Solution: \(I(X_j;Y)\) measures uncertainty reduction about \(Y\) given \(X_j\), detecting nonlinear dependencies. \(I(X_j;Y)=0\implies X_j\) is irrelevant. MRMR maximizes relevance \(I(X_j;Y)\) while minimizing redundancy \(I(X_j;X_k)\) among selected features.
Practice
- Prove the data processing inequality: \(I(X;Z)\le I(X;Y)\) for Markov chain \(X\to Y\to Z\).
- Show \(D_{\mathrm{KL}}(p\|q)\ge 0\) using Jensen's inequality applied to \(-\log\).
- Derive the PAC-Bayes bound for a Gaussian posterior over linear models with Gaussian prior.
- Explain how MDL selects model complexity and compare to AIC and BIC criteria.
Show Answer Key
1. Markov chain $X \to Y \to Z$: $p(x,y,z)=p(x)p(y|x)p(z|y)$. Mutual information: $I(X;Y) = H(X)-H(X|Y)$. $I(X;Z) = H(X)-H(X|Z)$. Since $Z$ depends on $X$ only through $Y$: conditioning on $Z$ cannot reveal more about $X$ than conditioning on $Y$. Formally: $H(X|Z) \geq H(X|Y)$ (data processing increases conditional entropy), so $I(X;Z) \leq I(X;Y)$. ✓
2. $D_{KL}(p\|q) = \sum_x p(x)\log\frac{p(x)}{q(x)} = -\sum p(x)\log\frac{q(x)}{p(x)}$. By Jensen's inequality (since $-\log$ is convex): $\geq -\log\sum p(x)\frac{q(x)}{p(x)} = -\log\sum q(x) = -\log 1 = 0$. Equality iff $q(x)/p(x)$ is constant a.s., i.e., $p=q$. ✓ (Gibbs' inequality.)
3. PAC-Bayes: for Gaussian prior $\pi = N(0,\sigma_0^2 I)$ and posterior $\rho = N(w, \sigma^2 I)$: $D_{KL}(\rho\|\pi) = \frac{d}{2}[\frac{\sigma^2}{\sigma_0^2}-1-\ln\frac{\sigma^2}{\sigma_0^2}]+\frac{\|w\|^2}{2\sigma_0^2}$. PAC-Bayes bound: with probability $\geq 1-\delta$, $E_{h\sim\rho}[R(h)] \leq E_{h\sim\rho}[\hat{R}(h)] + \sqrt{\frac{D_{KL}(\rho\|\pi)+\ln(n/\delta)}{2n}}$. For linear models: the bound penalizes large weights ($\|w\|^2$ term) and complex posteriors.
4. MDL: choose the model $M$ minimizing $L(D|M)+L(M)$ (total description length = data encoding + model encoding).

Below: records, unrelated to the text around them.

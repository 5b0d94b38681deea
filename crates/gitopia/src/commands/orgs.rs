use crate::cli::{OrgCommands, OutputFormat};
use crate::output::{output_list, output_result, Displayable};
use anyhow::{Context, Result};
use colored::Colorize;
use dashboard_core::{CodeHost, Organization, Repository};
use serde::Serialize;

/// Detail view: the organization record plus its repositories
#[derive(Serialize)]
struct OrganizationDetail {
    #[serde(flatten)]
    organization: Organization,
    repositories: Vec<Repository>,
}

impl Displayable for OrganizationDetail {
    fn display(&self) -> String {
        let mut output = self.organization.display();
        output.push_str(&format!(
            "\n  {} ({}):",
            "Repositories".dimmed(),
            self.repositories.len()
        ));
        for repo in &self.repositories {
            output.push_str(&format!("\n    {}", repo.name.cyan()));
        }
        output
    }
}

pub fn handle_orgs(client: &dyn CodeHost, action: &OrgCommands, format: OutputFormat) -> Result<()> {
    match action {
        OrgCommands::List => handle_list(client, format),
        OrgCommands::Get { name } => handle_get(client, name, format),
    }
}

fn handle_list(client: &dyn CodeHost, format: OutputFormat) -> Result<()> {
    let orgs = client
        .organizations()
        .context("Failed to list organizations")?;
    output_list(&orgs, format);
    Ok(())
}

fn handle_get(client: &dyn CodeHost, name: &str, format: OutputFormat) -> Result<()> {
    let organization = client
        .organization(name)
        .with_context(|| format!("Failed to fetch organization '{}'", name))?;
    let repositories = client
        .organization_repositories(name)
        .with_context(|| format!("Failed to list repositories of '{}'", name))?;

    output_result(
        &OrganizationDetail {
            organization,
            repositories,
        },
        format,
    );
    Ok(())
}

Shorter descriptions = better generalization. AIC: $-2\ln L + 2k$ (penalizes $k$ parameters linearly). BIC: $-2\ln L + k\ln n$ (heavier penalty, $n$ = sample size). MDL is more principled (information-theoretic), AIC favors more complex models (underpunishes), BIC is consistent (selects true model as $n\to\infty$ if it's in the class).